(WHAT THIS TASK INVOLVES): Search the entries for the word "char" and pull out each line that has it.
━━ INPUT ━━
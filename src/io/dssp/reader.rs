use crate::io::error::Error;
use crate::model::residue::{Residue, ResidueId, StructureCode};
use crate::model::structure::Structure;
use std::io::BufRead;
use std::ops::Range;

/// Text that marks the column header line of the residue table.
pub const HEADER_MARKER: &str = "  #  RESIDUE";

const NUMBER: Range<usize> = 5..10;
const CHAIN: usize = 11;
const AMINO_ACID: usize = 13;
const STRUCTURE: usize = 16;
const X: Range<usize> = 115..122;
const Y: Range<usize> = 123..130;
const Z: Range<usize> = 131..138;

/// Reads the residue table of a DSSP file.
///
/// Chain-break records (`!`) and records without a residue number are
/// skipped. A blank chain column means chain `A`.
pub fn read<R: BufRead>(reader: R) -> Result<Structure, Error> {
    let lines = collect_lines(reader)?;

    let header = lines
        .iter()
        .position(|(_, line)| line.contains(HEADER_MARKER))
        .ok_or(Error::MissingHeader)?;

    let mut residues = Vec::new();
    let mut breaks = 0usize;
    for (ln, raw) in &lines[header + 1..] {
        match parse_record(*ln, raw)? {
            Some(residue) => residues.push(residue),
            None => breaks += 1,
        }
    }

    tracing::debug!(
        records = residues.len(),
        skipped = breaks,
        "DSSP residue table read"
    );

    Ok(Structure::new(residues))
}

fn collect_lines<R: BufRead>(reader: R) -> Result<Vec<(usize, String)>, Error> {
    reader
        .lines()
        .enumerate()
        .map(|(i, line)| line.map(|v| (i + 1, v)).map_err(|e| Error::Io { source: e }))
        .collect()
}

fn column(raw: &str, at: usize) -> Option<char> {
    raw.as_bytes().get(at).map(|&b| b as char)
}

fn field(raw: &str, range: Range<usize>) -> Option<&str> {
    raw.get(range).map(str::trim).filter(|s| !s.is_empty())
}

fn parse_record(ln: usize, raw: &str) -> Result<Option<Residue>, Error> {
    let Some(number) = field(raw, NUMBER) else {
        return Ok(None);
    };
    let amino_acid = column(raw, AMINO_ACID).unwrap_or('X');
    if amino_acid == '!' {
        return Ok(None);
    }

    let number = number
        .parse::<i32>()
        .map_err(|_| Error::parse(ln, format!("invalid residue number '{number}'")))?;

    let chain = column(raw, CHAIN)
        .filter(|c| !c.is_whitespace())
        .unwrap_or('A');
    let code = StructureCode::from_dssp(column(raw, STRUCTURE).unwrap_or(' '));

    let coordinate = |range: Range<usize>, axis: &str| -> Result<f64, Error> {
        field(raw, range)
            .and_then(|s| s.parse::<f64>().ok())
            .ok_or_else(|| Error::parse(ln, format!("invalid Cα {axis} coordinate")))
    };
    let position = [coordinate(X, "x")?, coordinate(Y, "y")?, coordinate(Z, "z")?];

    Ok(Some(Residue::new(
        ResidueId::new(chain, number),
        code,
        amino_acid,
        position,
    )))
}

#[cfg(test)]
mod tests {
    use super::*;
    use std::io::Cursor;

    const PREAMBLE: &str = "\
==== Secondary Structure Definition by the program DSSP, CMBI version 2.1.0 ==== DATE=2024-01-01
REFERENCE W. KABSCH AND C.SANDER, BIOPOLYMERS 22 (1983) 2577-2637
    3  1  0  0  0 TOTAL NUMBER OF RESIDUES, NUMBER OF CHAINS, NUMBER OF SS-BRIDGES(TOTAL,INTRACHAIN,INTERCHAIN)
  #  RESIDUE AA STRUCTURE BP1 BP2  ACC     N-H-->O    O-->H-N    N-H-->O    O-->H-N    TCO  KAPPA ALPHA  PHI   PSI    X-CA   Y-CA   Z-CA
";

    fn record(seq: usize, number: i32, chain: char, aa: char, ss: char, xyz: [f64; 3]) -> String {
        let mut line = format!("{seq:>5}{number:>5} {chain} {aa}  {ss}");
        line.push_str(&" ".repeat(115 - line.len()));
        line.push_str(&format!("{:>7.1} {:>7.1} {:>7.1}", xyz[0], xyz[1], xyz[2]));
        line
    }

    fn dssp(records: &[String]) -> String {
        let mut text = PREAMBLE.to_string();
        for r in records {
            text.push_str(r);
            text.push('\n');
        }
        text
    }

    #[test]
    fn reads_fixed_columns() {
        let text = dssp(&[
            record(1, 10, 'A', 'M', 'E', [1.5, -2.0, 30.2]),
            record(2, 11, 'A', 'K', 'H', [3.0, 4.0, 5.0]),
            record(3, 12, 'B', 'D', ' ', [6.0, 7.0, 8.0]),
        ]);
        let s = read(Cursor::new(text)).unwrap();

        assert_eq!(s.len(), 3);
        assert_eq!(s.sequence(), "MKD");
        assert_eq!(s.chains(), &['A', 'B']);

        let first = s.residue(&ResidueId::new('A', 10)).unwrap();
        assert_eq!(first.code, StructureCode::Strand);
        assert_eq!(first.position, [1.5, -2.0, 30.2]);
        assert_eq!(s.residue_at(1).unwrap().code, StructureCode::Helix);
        assert_eq!(s.residue_at(2).unwrap().code, StructureCode::Coil);
    }

    #[test]
    fn blank_chain_defaults_to_a() {
        let text = dssp(&[record(1, 7, ' ', 'G', 'E', [0.0, 0.0, 0.0])]);
        let s = read(Cursor::new(text)).unwrap();
        assert!(s.residue(&ResidueId::new('A', 7)).is_some());
    }

    #[test]
    fn chain_breaks_and_blank_lines_are_skipped() {
        let brk = format!("{:>5}{:>5} {} {}", 2, "", ' ', '!');
        let text = dssp(&[
            record(1, 1, 'A', 'M', 'E', [0.0, 0.0, 0.0]),
            brk,
            String::new(),
            record(3, 5, 'A', 'K', 'E', [1.0, 0.0, 0.0]),
        ]);
        let s = read(Cursor::new(text)).unwrap();
        assert_eq!(s.len(), 2);
        assert_eq!(s.sequence(), "MK");
    }

    #[test]
    fn malformed_coordinates_report_the_line() {
        let mut bad = record(1, 1, 'A', 'M', 'E', [0.0, 0.0, 0.0]);
        bad.replace_range(115..122, "  abc  ");
        let err = read(Cursor::new(dssp(&[bad]))).unwrap_err();
        assert!(matches!(err, Error::Parse { line: 5, .. }), "{err}");
    }

    #[test]
    fn truncated_record_is_a_parse_error() {
        let text = format!("{PREAMBLE}{:>5}{:>5} A M  E\n", 1, 1);
        assert!(matches!(
            read(Cursor::new(text)),
            Err(Error::Parse { line: 5, .. })
        ));
    }

    #[test]
    fn missing_header_is_reported() {
        let err = read(Cursor::new("HEADER only\n")).unwrap_err();
        assert!(matches!(err, Error::MissingHeader));
    }

    #[test]
    fn duplicate_records_keep_the_first() {
        let text = dssp(&[
            record(1, 4, 'A', 'M', 'E', [0.0, 0.0, 0.0]),
            record(2, 4, 'A', 'K', 'H', [9.0, 9.0, 9.0]),
        ]);
        let s = read(Cursor::new(text)).unwrap();
        assert_eq!(s.len(), 1);
        assert_eq!(s.residue_at(0).unwrap().amino_acid, 'M');
    }
}
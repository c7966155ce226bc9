//! Per-chain coordinate frame anchored at the catalytic strand.

use super::error::Error;
use super::geometry::{Vec3, cross, distance, normalize, scale, sub};
use super::view::ChainView;
use crate::model::topology::{CoordinateFrame, StrandPairing};

/// Cα pairs between S4 and S3 must be strictly closer than this to orient
/// `east` (Å).
pub const PAIRING_CUTOFF: f64 = 7.0;

/// Builds the orthonormal frame for S4 at local index `s4` with S3 at `s3`.
///
/// * `origin` – centroid of S4.
/// * `north` – S4 first-to-last Cα direction.
/// * `east` – from the S4 residue to the S3 residue of the closest pair under
///   [`PAIRING_CUTOFF`]; S4→S3 centroid direction when no pair qualifies.
/// * `up` – `−(north × east)`, normalized.
///
/// # Errors
///
/// * [`Error::OutOfRangeIndex`] if either index is not a strand of the view.
/// * [`Error::DegenerateFrame`] if an axis has zero length.
pub fn build_frame(view: &ChainView<'_>, s4: usize, s3: usize) -> Result<CoordinateFrame, Error> {
    let available = view.strands.len();
    for index in [s4, s3] {
        if index >= available {
            return Err(Error::out_of_range(view.chain, index, available));
        }
    }

    let structure = view.structure;
    let strand4 = view.strands[s4];
    let strand3 = view.strands[s3];

    let origin = strand4.centroid(structure);
    let north = normalize(strand4.direction(structure))
        .ok_or_else(|| Error::degenerate_frame(view.chain, "S4 has no length along its axis"))?;

    let pairing = closest_pair(view, s4, s3);
    let raw_east: Vec3 = match &pairing {
        Some((p4, p3, _)) => sub(*p3, *p4),
        None => {
            tracing::debug!(
                chain = %view.chain,
                cutoff = PAIRING_CUTOFF,
                "no S4/S3 residue pair under cutoff; orienting east by centroids"
            );
            sub(strand3.centroid(structure), origin)
        }
    };
    let east = normalize(raw_east)
        .ok_or_else(|| Error::degenerate_frame(view.chain, "S3 coincides with S4"))?;

    let up = normalize(cross(north, east))
        .map(|v| scale(v, -1.0))
        .ok_or_else(|| Error::degenerate_frame(view.chain, "east is parallel to north"))?;

    let pairing = pairing.map(|(_, _, pair)| pair);

    Ok(CoordinateFrame {
        chain: view.chain,
        origin,
        north,
        east,
        up,
        s4,
        s3,
        pairing,
    })
}

/// First strict minimum over S4 × S3 Cα pairs below [`PAIRING_CUTOFF`].
fn closest_pair(view: &ChainView<'_>, s4: usize, s3: usize) -> Option<(Vec3, Vec3, StrandPairing)> {
    let structure = view.structure;
    let mut best: Option<(Vec3, Vec3, StrandPairing)> = None;

    for &i in &view.strands[s4].residues {
        for &j in &view.strands[s3].residues {
            let (p4, p3) = (structure.position(i), structure.position(j));
            let d = distance(p4, p3);
            let bound = best.as_ref().map_or(PAIRING_CUTOFF, |(_, _, pair)| pair.distance);
            if d < bound {
                let pair = StrandPairing {
                    s4_residue: structure.number(i),
                    s3_residue: structure.number(j),
                    distance: d,
                };
                best = Some((p4, p3, pair));
            }
        }
    }

    best
}
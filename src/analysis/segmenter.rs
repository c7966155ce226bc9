//! Segmentation of per-residue structure codes into strand and helix runs.

use std::collections::HashSet;

use super::geometry::distance;
use crate::model::residue::StructureCode;
use crate::model::segment::{Helix, Segment, SegmentKind, Segmentation, Strand};
use crate::model::structure::Structure;

/// Largest residue-numbering gap tolerated inside one helix run.
pub const HELIX_MAX_GAP: i32 = 5;

/// Helix runs whose end-to-start Cα distance is within this are merged (Å).
pub const HELIX_MERGE_DISTANCE: f64 = 5.0;

/// Splits every chain of `structure` into strand and helix runs.
///
/// Strands extend only on a +1 numbering step. Helices extend across gaps of
/// up to [`HELIX_MAX_GAP`] and are afterwards merged across any sequence gap
/// when spatially contiguous (see [`merge_helices`]). Output is grouped by
/// chain in the structure's chain order, each chain sorted by start.
pub fn segment(structure: &Structure) -> Segmentation {
    let mut strands = Vec::new();
    let mut helices = Vec::new();

    for &chain in structure.chains() {
        let (chain_strands, chain_helices) = segment_chain(structure, chain);
        strands.extend(chain_strands);
        helices.extend(chain_helices);
    }

    let helices = merge_helices(structure, helices);

    let segmentation = Segmentation {
        strands: dedup(strands),
        helices: dedup(helices),
    };

    tracing::debug!(
        strands = segmentation.strands.len(),
        helices = segmentation.helices.len(),
        "segmentation complete"
    );

    segmentation
}

fn segment_chain(structure: &Structure, chain: char) -> (Vec<Strand>, Vec<Helix>) {
    let mut strand_runs: Vec<Vec<usize>> = Vec::new();
    let mut helix_runs: Vec<Vec<usize>> = Vec::new();
    let mut current_strand: Vec<usize> = Vec::new();
    let mut current_helix: Vec<usize> = Vec::new();

    for idx in structure.chain_residues(chain) {
        let number = structure.number(idx);
        match structure.residues()[idx].code {
            StructureCode::Strand => {
                if let Some(&last) = current_strand.last() {
                    if number != structure.number(last) + 1 {
                        strand_runs.push(std::mem::take(&mut current_strand));
                    }
                }
                current_strand.push(idx);
            }
            StructureCode::Helix => {
                if let Some(&last) = current_helix.last() {
                    if number - structure.number(last) > HELIX_MAX_GAP {
                        helix_runs.push(std::mem::take(&mut current_helix));
                    }
                }
                current_helix.push(idx);
            }
            StructureCode::Coil => {}
        }
    }

    if !current_strand.is_empty() {
        strand_runs.push(current_strand);
    }
    if !current_helix.is_empty() {
        helix_runs.push(current_helix);
    }

    let strands = strand_runs
        .into_iter()
        .filter_map(|run| Segment::from_residues(SegmentKind::Strand, structure, run))
        .collect();
    let helices = helix_runs
        .into_iter()
        .filter_map(|run| Segment::from_residues(SegmentKind::Helix, structure, run))
        .collect();

    (strands, helices)
}

/// Merges helix runs of the same chain whose end-to-start Cα distance is at
/// most [`HELIX_MERGE_DISTANCE`], regardless of the sequence gap.
///
/// Runs are sorted by start and swept repeatedly until no consecutive pair
/// within a chain is mergeable.
pub fn merge_helices(structure: &Structure, helices: Vec<Helix>) -> Vec<Helix> {
    let mut chains: Vec<char> = Vec::new();
    for h in &helices {
        if !chains.contains(&h.chain) {
            chains.push(h.chain);
        }
    }

    let mut merged = Vec::with_capacity(helices.len());
    for chain in chains {
        let mut runs: Vec<Helix> = helices.iter().filter(|h| h.chain == chain).cloned().collect();
        loop {
            runs.sort_by_key(|h| h.start);
            let before = runs.len();
            runs = merge_pass(structure, runs);
            if runs.len() == before {
                break;
            }
        }
        merged.extend(runs);
    }

    merged
}

fn merge_pass(structure: &Structure, runs: Vec<Helix>) -> Vec<Helix> {
    let mut out = Vec::with_capacity(runs.len());
    let mut iter = runs.into_iter();
    let Some(mut current) = iter.next() else {
        return out;
    };

    for next in iter {
        let gap = distance(current.last_position(structure), next.first_position(structure));
        if gap <= HELIX_MERGE_DISTANCE {
            tracing::debug!(
                chain = %current.chain,
                first = %current.range(),
                second = %next.range(),
                distance = gap,
                "merging spatially contiguous helices"
            );
            current = union(structure, current, next);
        } else {
            out.push(current);
            current = next;
        }
    }
    out.push(current);
    out
}

fn union(structure: &Structure, a: Helix, b: Helix) -> Helix {
    let mut residues = a.residues;
    residues.extend(b.residues);
    residues.sort_by_key(|&i| structure.number(i));
    residues.dedup();
    Helix {
        kind: SegmentKind::Helix,
        chain: a.chain,
        start: structure.number(residues[0]),
        end: structure.number(residues[residues.len() - 1]),
        residues,
    }
}

fn dedup(segments: Vec<Segment>) -> Vec<Segment> {
    let mut seen = HashSet::new();
    segments
        .into_iter()
        .filter(|s| seen.insert((s.chain, s.start, s.end)))
        .collect()
}

#[cfg(test)]
mod tests {
    use super::*;
    use crate::model::residue::{Residue, ResidueId};

    fn build(chain: char, rows: &[(i32, char, [f64; 3])]) -> Vec<Residue> {
        rows.iter()
            .map(|&(n, code, pos)| {
                Residue::new(
                    ResidueId::new(chain, n),
                    StructureCode::from_dssp(code),
                    'A',
                    pos,
                )
            })
            .collect()
    }

    fn far(n: i32) -> [f64; 3] {
        [100.0 * n as f64, 0.0, 0.0]
    }

    fn ranges(segments: &[Segment]) -> Vec<(char, i32, i32)> {
        segments.iter().map(|s| (s.chain, s.start, s.end)).collect()
    }

    #[test]
    fn strands_split_on_any_numbering_gap() {
        let rows: Vec<_> = [1, 2, 3, 5, 6]
            .iter()
            .map(|&n| (n, 'E', far(n)))
            .collect();
        let s = Structure::new(build('A', &rows));
        let seg = segment(&s);
        assert_eq!(ranges(&seg.strands), vec![('A', 1, 3), ('A', 5, 6)]);
        assert!(seg.helices.is_empty());
    }

    #[test]
    fn coil_between_strand_residues_breaks_the_run() {
        let s = Structure::new(build(
            'A',
            &[(1, 'E', far(1)), (2, 'T', far(2)), (3, 'E', far(3))],
        ));
        assert_eq!(ranges(&segment(&s).strands), vec![('A', 1, 1), ('A', 3, 3)]);
    }

    #[test]
    fn helices_tolerate_small_gaps() {
        let rows: Vec<_> = [1, 2, 3, 7, 8, 20, 21]
            .iter()
            .map(|&n| (n, 'H', far(n)))
            .collect();
        let s = Structure::new(build('A', &rows));
        assert_eq!(ranges(&segment(&s).helices), vec![('A', 1, 8), ('A', 20, 21)]);
    }

    #[test]
    fn helices_merge_when_spatially_contiguous() {
        let s = Structure::new(build(
            'A',
            &[
                (1, 'H', [0.0, 0.0, 0.0]),
                (2, 'H', [1.5, 0.0, 0.0]),
                (30, 'G', [4.0, 0.0, 0.0]),
                (31, 'G', [5.5, 0.0, 0.0]),
                (60, 'I', [50.0, 0.0, 0.0]),
            ],
        ));
        let seg = segment(&s);
        assert_eq!(ranges(&seg.helices), vec![('A', 1, 31), ('A', 60, 60)]);
        assert_eq!(seg.helices[0].len(), 4);
    }

    #[test]
    fn helices_of_different_chains_never_merge() {
        let mut residues = build('A', &[(1, 'H', [0.0, 0.0, 0.0]), (2, 'H', [1.0, 0.0, 0.0])]);
        residues.extend(build('B', &[(1, 'H', [2.0, 0.0, 0.0]), (2, 'H', [3.0, 0.0, 0.0])]));
        let s = Structure::new(residues);
        assert_eq!(ranges(&segment(&s).helices), vec![('A', 1, 2), ('B', 1, 2)]);
    }

    #[test]
    fn chains_follow_structure_order() {
        let mut residues = build('B', &[(5, 'E', far(1)), (6, 'E', far(2))]);
        residues.extend(build('A', &[(1, 'E', far(3))]));
        let s = Structure::new(residues);
        assert_eq!(ranges(&segment(&s).strands), vec![('B', 5, 6), ('A', 1, 1)]);
    }

    #[test]
    fn empty_structure_yields_no_elements() {
        let seg = segment(&Structure::default());
        assert!(seg.strands.is_empty());
        assert!(seg.helices.is_empty());
    }

    #[test]
    fn dedup_removes_repeated_ranges() {
        let s = Structure::new(build('A', &[(1, 'H', far(1)), (2, 'H', far(2))]));
        let h = segment(&s).helices;
        let doubled = dedup(vec![h[0].clone(), h[0].clone()]);
        assert_eq!(doubled.len(), 1);
    }
}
━━━
(OUTPUT BELOW):
fn column(raw: &str, at: usize) -> Option<char> {
    raw.as_bytes().get(at).map(|&b| b as char)
    fn record(seq: usize, number: i32, chain: char, aa: char, ss: char, xyz: [f64; 3]) -> String {
fn segment_chain(structure: &Structure, chain: char) -> (Vec<Strand>, Vec<Helix>) {
    let mut chains: Vec<char> = Vec::new();
    fn build(chain: char, rows: &[(i32, char, [f64; 3])]) -> Vec<Residue> {
    fn ranges(segments: &[Segment]) -> Vec<(char, i32, i32)> {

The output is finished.